> **Assigned task**
Take the data and return it in full. Change nothing.

Recorded information below:

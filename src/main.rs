use anyhow::{Context, Result};
use clap::Parser;
use std::sync::Arc;
use std::path::PathBuf;
use tokio_util::sync::CancellationToken;
use tracing::{error, info, level_filters::LevelFilter, warn};
use tracing_subscriber::{layer::SubscriberExt, util::SubscriberInitExt, EnvFilter};

// Import modules from the library crate
use ytfetcher_server::config::{self, AppConfig, FileConfig, DEFAULT_UPSTREAM_BASE_URL};
use ytfetcher_server::fetcher::{CredentialRotator, YouTubeSearchClient};
use ytfetcher_server::ingestion::{IngestionLoop, IngestionSettings, Watermark};
use ytfetcher_server::server::{metrics, run_server, RequestsLoggingLevel, ServerConfig};
use ytfetcher_server::video_store::{SqliteVideoStore, VideoStore};

fn parse_path(s: &str) -> Result<PathBuf, String> {
    let path_buf = PathBuf::from(s);
    let original_path = match path_buf.canonicalize() {
        Ok(path) => path,
        Err(msg) => {
            if msg.kind() == std::io::ErrorKind::NotFound {
                path_buf
            } else {
                return Err(format!("Error resolving path '{}': {}", s, msg));
            }
        }
    };
    if original_path.is_absolute() {
        return Ok(original_path);
    }
    let cwd = std::env::current_dir().map_err(|e| format!("Failed to get current dir: {}", e))?;
    Ok(cwd.join(original_path))
}

#[derive(Parser, Debug)]
struct CliArgs {
    /// Path to TOML configuration file. Values in the file override CLI arguments.
    #[clap(long, value_parser = parse_path)]
    pub config: Option<PathBuf>,

    /// Path to the SQLite video database. Created if missing.
    #[clap(long, env = "DB_PATH", value_parser = parse_path)]
    pub db_path: Option<PathBuf>,

    /// The port to listen on.
    #[clap(short, long, env = "PORT", default_value_t = 8000)]
    pub port: u16,

    /// The port for the metrics server (Prometheus scraping).
    #[clap(long, env = "METRICS_PORT", default_value_t = 9091)]
    pub metrics_port: u16,

    /// The level of logging to perform on each request.
    #[clap(long, default_value = "path")]
    pub logging_level: RequestsLoggingLevel,

    /// Search query sent upstream on every cycle.
    #[clap(long, env = "SEARCH_QUERY", default_value = "cricket")]
    pub search_query: String,

    /// Seconds between fetch cycles.
    #[clap(long, env = "FETCH_INTERVAL", default_value_t = 10)]
    pub fetch_interval: u64,

    /// Seconds to wait after a cycle in which every API key failed.
    #[clap(long, env = "COOLDOWN_INTERVAL", default_value_t = 60)]
    pub cooldown_interval: u64,

    /// Maximum results per fetch, capped at 50.
    #[clap(long, env = "MAX_RESULTS", default_value_t = 50)]
    pub max_results: u32,

    /// How far back the first fetch looks, in minutes.
    #[clap(long, env = "LOOKBACK_MINUTES", default_value_t = 60)]
    pub lookback_minutes: u64,

    /// Comma-separated YouTube Data API keys, tried in order.
    #[clap(long, env = "YOUTUBE_API_KEYS", hide_env_values = true)]
    pub api_keys: Option<String>,

    /// Base URL of the YouTube Data API.
    #[clap(long, env = "UPSTREAM_BASE_URL", default_value = DEFAULT_UPSTREAM_BASE_URL)]
    pub upstream_base_url: String,

    /// Timeout in seconds for upstream requests.
    #[clap(long, env = "UPSTREAM_TIMEOUT", default_value_t = 30)]
    pub upstream_timeout: u64,
}

/// Convert CLI args to CliConfig for config resolution
impl From<&CliArgs> for config::CliConfig {
    fn from(args: &CliArgs) -> Self {
        config::CliConfig {
            db_path: args.db_path.clone(),
            port: args.port,
            metrics_port: args.metrics_port,
            logging_level: args.logging_level.clone(),
            search_query: args.search_query.clone(),
            fetch_interval_sec: args.fetch_interval,
            cooldown_interval_sec: args.cooldown_interval,
            max_results: args.max_results,
            lookback_minutes: args.lookback_minutes,
            api_keys: args.api_keys.clone(),
            upstream_base_url: args.upstream_base_url.clone(),
            upstream_timeout_sec: args.upstream_timeout,
        }
    }
}

#[tokio::main]
async fn main() -> Result<()> {
    let cli_args = CliArgs::parse();

    tracing_subscriber::registry()
        .with(tracing_subscriber::fmt::layer())
        .with(
            EnvFilter::builder()
                .with_default_directive(LevelFilter::INFO.into())
                .with_env_var("LOG_LEVEL")
                .from_env_lossy(),
        )
        .try_init()
        .context("Failed to initialize logging")?;

    let file_config = match &cli_args.config {
        Some(path) => {
            info!("Loading config file {:?}", path);
            Some(FileConfig::load(path)?)
        }
        None => None,
    };
    let app_config = AppConfig::resolve(&(&cli_args).into(), file_config)?;
    let fetcher_settings = app_config.fetcher.clone();

    info!("YouTube fetcher configuration:");
    info!("- Search query: '{}'", fetcher_settings.search_query);
    info!(
        "- Fetch interval: {}s, cooldown: {}s",
        fetcher_settings.fetch_interval.as_secs(),
        fetcher_settings.cooldown_interval.as_secs()
    );
    info!("- Max results: {}", fetcher_settings.max_results);
    info!("- API keys count: {}", fetcher_settings.credentials.len());

    info!("Opening SQLite video database at {:?}...", app_config.db_path);
    let video_store: Arc<dyn VideoStore> = Arc::new(SqliteVideoStore::new(&app_config.db_path)?);

    info!("Initializing metrics...");
    metrics::init_metrics();

    let shutdown_token = CancellationToken::new();

    let ingestion_handle = if fetcher_settings.credentials.is_empty() {
        warn!("No valid YouTube API keys configured, ingestion is disabled");
        None
    } else {
        let client = YouTubeSearchClient::new(
            &fetcher_settings.upstream_base_url,
            fetcher_settings.upstream_timeout,
        )?;
        let rotator =
            CredentialRotator::new(fetcher_settings.credentials.clone(), Arc::new(client));
        let lookback = chrono::Duration::from_std(fetcher_settings.lookback)
            .context("Lookback window is too large")?;
        let mut ingestion_loop = IngestionLoop::new(
            rotator,
            video_store.clone(),
            Watermark::from_lookback(chrono::Utc::now(), lookback),
            IngestionSettings {
                search_query: fetcher_settings.search_query.clone(),
                max_results: fetcher_settings.max_results,
                fetch_interval: fetcher_settings.fetch_interval,
                cooldown_interval: fetcher_settings.cooldown_interval,
            },
        );
        let token = shutdown_token.clone();
        Some(tokio::spawn(async move {
            ingestion_loop.run(token).await;
        }))
    };

    let metrics_token = shutdown_token.clone();
    let metrics_port = app_config.metrics_port;
    tokio::spawn(async move {
        if let Err(e) = metrics::run_metrics_server(metrics_port, metrics_token).await {
            error!("Metrics server failed: {:#}", e);
        }
    });
    info!("Metrics available at port {}!", app_config.metrics_port);

    let server_config = ServerConfig {
        requests_logging_level: app_config.logging_level.clone(),
        port: app_config.port,
    };

    let result = tokio::select! {
        result = run_server(
            server_config,
            video_store,
            fetcher_settings.summary(),
            shutdown_token.clone(),
        ) => {
            info!("HTTP server stopped: {:?}", result);
            result
        },
        _ = tokio::signal::ctrl_c() => {
            info!("Received Ctrl+C, initiating graceful shutdown");
            Ok(())
        }
    };

    shutdown_token.cancel();
    if let Some(handle) = ingestion_handle {
        if let Err(e) = handle.await {
            error!("Ingestion task failed: {}", e);
        }
    }
    info!("Shutdown complete");

    result
}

End of Recorded information.

> **Problem solution**
filename src/main.rs
use anyhow::{Context, Result};
use clap::Parser;
use std::sync::Arc;
use std::path::PathBuf;
use tokio_util::sync::CancellationToken;
use tracing::{error, info, level_filters::LevelFilter, warn};
use tracing_subscriber::{layer::SubscriberExt, util::SubscriberInitExt, EnvFilter};

// Import modules from the library crate
use ytfetcher_server::config::{self, AppConfig, FileConfig, DEFAULT_UPSTREAM_BASE_URL};
use ytfetcher_server::fetcher::{CredentialRotator, YouTubeSearchClient};
use ytfetcher_server::ingestion::{IngestionLoop, IngestionSettings, Watermark};
use ytfetcher_server::server::{metrics, run_server, RequestsLoggingLevel, ServerConfig};
use ytfetcher_server::video_store::{SqliteVideoStore, VideoStore};

fn parse_path(s: &str) -> Result<PathBuf, String> {
    let path_buf = PathBuf::from(s);
    let original_path = match path_buf.canonicalize() {
        Ok(path) => path,
        Err(msg) => {
            if msg.kind() == std::io::ErrorKind::NotFound {
                path_buf
            } else {
                return Err(format!("Error resolving path '{}': {}", s, msg));
            }
        }
    };
    if original_path.is_absolute() {
        return Ok(original_path);
    }
    let cwd = std::env::current_dir().map_err(|e| format!("Failed to get current dir: {}", e))?;
    Ok(cwd.join(original_path))
}

#[derive(Parser, Debug)]
struct CliArgs {
    /// Path to TOML configuration file. Values in the file override CLI arguments.
    #[clap(long, value_parser = parse_path)]
    pub config: Option<PathBuf>,

    /// Path to the SQLite video database. Created if missing.
    #[clap(long, env = "DB_PATH", value_parser = parse_path)]
    pub db_path: Option<PathBuf>,

    /// The port to listen on.
    #[clap(short, long, env = "PORT", default_value_t = 8000)]
    pub port: u16,

    /// The port for the metrics server (Prometheus scraping).
    #[clap(long, env = "METRICS_PORT", default_value_t = 9091)]
    pub metrics_port: u16,

    /// The level of logging to perform on each request.
    #[clap(long, default_value = "path")]
    pub logging_level: RequestsLoggingLevel,

    /// Search query sent upstream on every cycle.
    #[clap(long, env = "SEARCH_QUERY", default_value = "cricket")]
    pub search_query: String,

    /// Seconds between fetch cycles.
    #[clap(long, env = "FETCH_INTERVAL", default_value_t = 10)]
    pub fetch_interval: u64,

    /// Seconds to wait after a cycle in which every API key failed.
    #[clap(long, env = "COOLDOWN_INTERVAL", default_value_t = 60)]
    pub cooldown_interval: u64,

    /// Maximum results per fetch, capped at 50.
    #[clap(long, env = "MAX_RESULTS", default_value_t = 50)]
    pub max_results: u32,

    /// How far back the first fetch looks, in minutes.
    #[clap(long, env = "LOOKBACK_MINUTES", default_value_t = 60)]
    pub lookback_minutes: u64,

    /// Comma-separated YouTube Data API keys, tried in order.
    #[clap(long, env = "YOUTUBE_API_KEYS", hide_env_values = true)]
    pub api_keys: Option<String>,

    /// Base URL of the YouTube Data API.
    #[clap(long, env = "UPSTREAM_BASE_URL", default_value = DEFAULT_UPSTREAM_BASE_URL)]
    pub upstream_base_url: String,

    /// Timeout in seconds for upstream requests.
    #[clap(long, env = "UPSTREAM_TIMEOUT", default_value_t = 30)]
    pub upstream_timeout: u64,
}

/// Convert CLI args to CliConfig for config resolution
impl From<&CliArgs> for config::CliConfig {
    fn from(args: &CliArgs) -> Self {
        config::CliConfig {
            db_path: args.db_path.clone(),
            port: args.port,
            metrics_port: args.metrics_port,
            logging_level: args.logging_level.clone(),
            search_query: args.search_query.clone(),
            fetch_interval_sec: args.fetch_interval,
            cooldown_interval_sec: args.cooldown_interval,
            max_results: args.max_results,
            lookback_minutes: args.lookback_minutes,
            api_keys: args.api_keys.clone(),
            upstream_base_url: args.upstream_base_url.clone(),
            upstream_timeout_sec: args.upstream_timeout,
        }
    }
}

#[tokio::main]
async fn main() -> Result<()> {
    let cli_args = CliArgs::parse();

    tracing_subscriber::registry()
        .with(tracing_subscriber::fmt::layer())
        .with(
            EnvFilter::builder()
                .with_default_directive(LevelFilter::INFO.into())
                .with_env_var("LOG_LEVEL")
                .from_env_lossy(),
        )
        .try_init()
        .context("Failed to initialize logging")?;

    let file_config = match &cli_args.config {
        Some(path) => {
            info!("Loading config file {:?}", path);
            Some(FileConfig::load(path)?)
        }
        None => None,
    };
    let app_config = AppConfig::resolve(&(&cli_args).into(), file_config)?;
    let fetcher_settings = app_config.fetcher.clone();

    info!("YouTube fetcher configuration:");
    info!("- Search query: '{}'", fetcher_settings.search_query);
    info!(
        "- Fetch interval: {}s, cooldown: {}s",
        fetcher_settings.fetch_interval.as_secs(),
        fetcher_settings.cooldown_interval.as_secs()
    );
    info!("- Max results: {}", fetcher_settings.max_results);
    info!("- API keys count: {}", fetcher_settings.credentials.len());

    info!("Opening SQLite video database at {:?}...", app_config.db_path);
    let video_store: Arc<dyn VideoStore> = Arc::new(SqliteVideoStore::new(&app_config.db_path)?);

    info!("Initializing metrics...");
    metrics::init_metrics();

    let shutdown_token = CancellationToken::new();

    let ingestion_handle = if fetcher_settings.credentials.is_empty() {
        warn!("No valid YouTube API keys configured, ingestion is disabled");
        None
    } else {
        let client = YouTubeSearchClient::new(
            &fetcher_settings.upstream_base_url,
            fetcher_settings.upstream_timeout,
        )?;
        let rotator =
            CredentialRotator::new(fetcher_settings.credentials.clone(), Arc::new(client));
        let lookback = chrono::Duration::from_std(fetcher_settings.lookback)
            .context("Lookback window is too large")?;
        let mut ingestion_loop = IngestionLoop::new(
            rotator,
            video_store.clone(),
            Watermark::from_lookback(chrono::Utc::now(), lookback),
            IngestionSettings {
                search_query: fetcher_settings.search_query.clone(),
                max_results: fetcher_settings.max_results,
                fetch_interval: fetcher_settings.fetch_interval,
                cooldown_interval: fetcher_settings.cooldown_interval,
            },
        );
        let token = shutdown_token.clone();
        Some(tokio::spawn(async move {
            ingestion_loop.run(token).await;
        }))
    };

    let metrics_token = shutdown_token.clone();
    let metrics_port = app_config.metrics_port;
    tokio::spawn(async move {
        if let Err(e) = metrics::run_metrics_server(metrics_port, metrics_token).await {
            error!("Metrics server failed: {:#}", e);
        }
    });
    info!("Metrics available at port {}!", app_config.metrics_port);

    let server_config = ServerConfig {
        requests_logging_level: app_config.logging_level.clone(),
        port: app_config.port,
    };

    let result = tokio::select! {
        result = run_server(
            server_config,
            video_store,
            fetcher_settings.summary(),
            shutdown_token.clone(),
        ) => {
            info!("HTTP server stopped: {:?}", result);
            result
        },
        _ = tokio::signal::ctrl_c() => {
            info!("Received Ctrl+C, initiating graceful shutdown");
            Ok(())
        }
    };

    shutdown_token.cancel();
    if let Some(handle) = ingestion_handle {
        if let Err(e) = handle.await {
            error!("Ingestion task failed: {}", e);
        }
    }
    info!("Shutdown complete");

    result
}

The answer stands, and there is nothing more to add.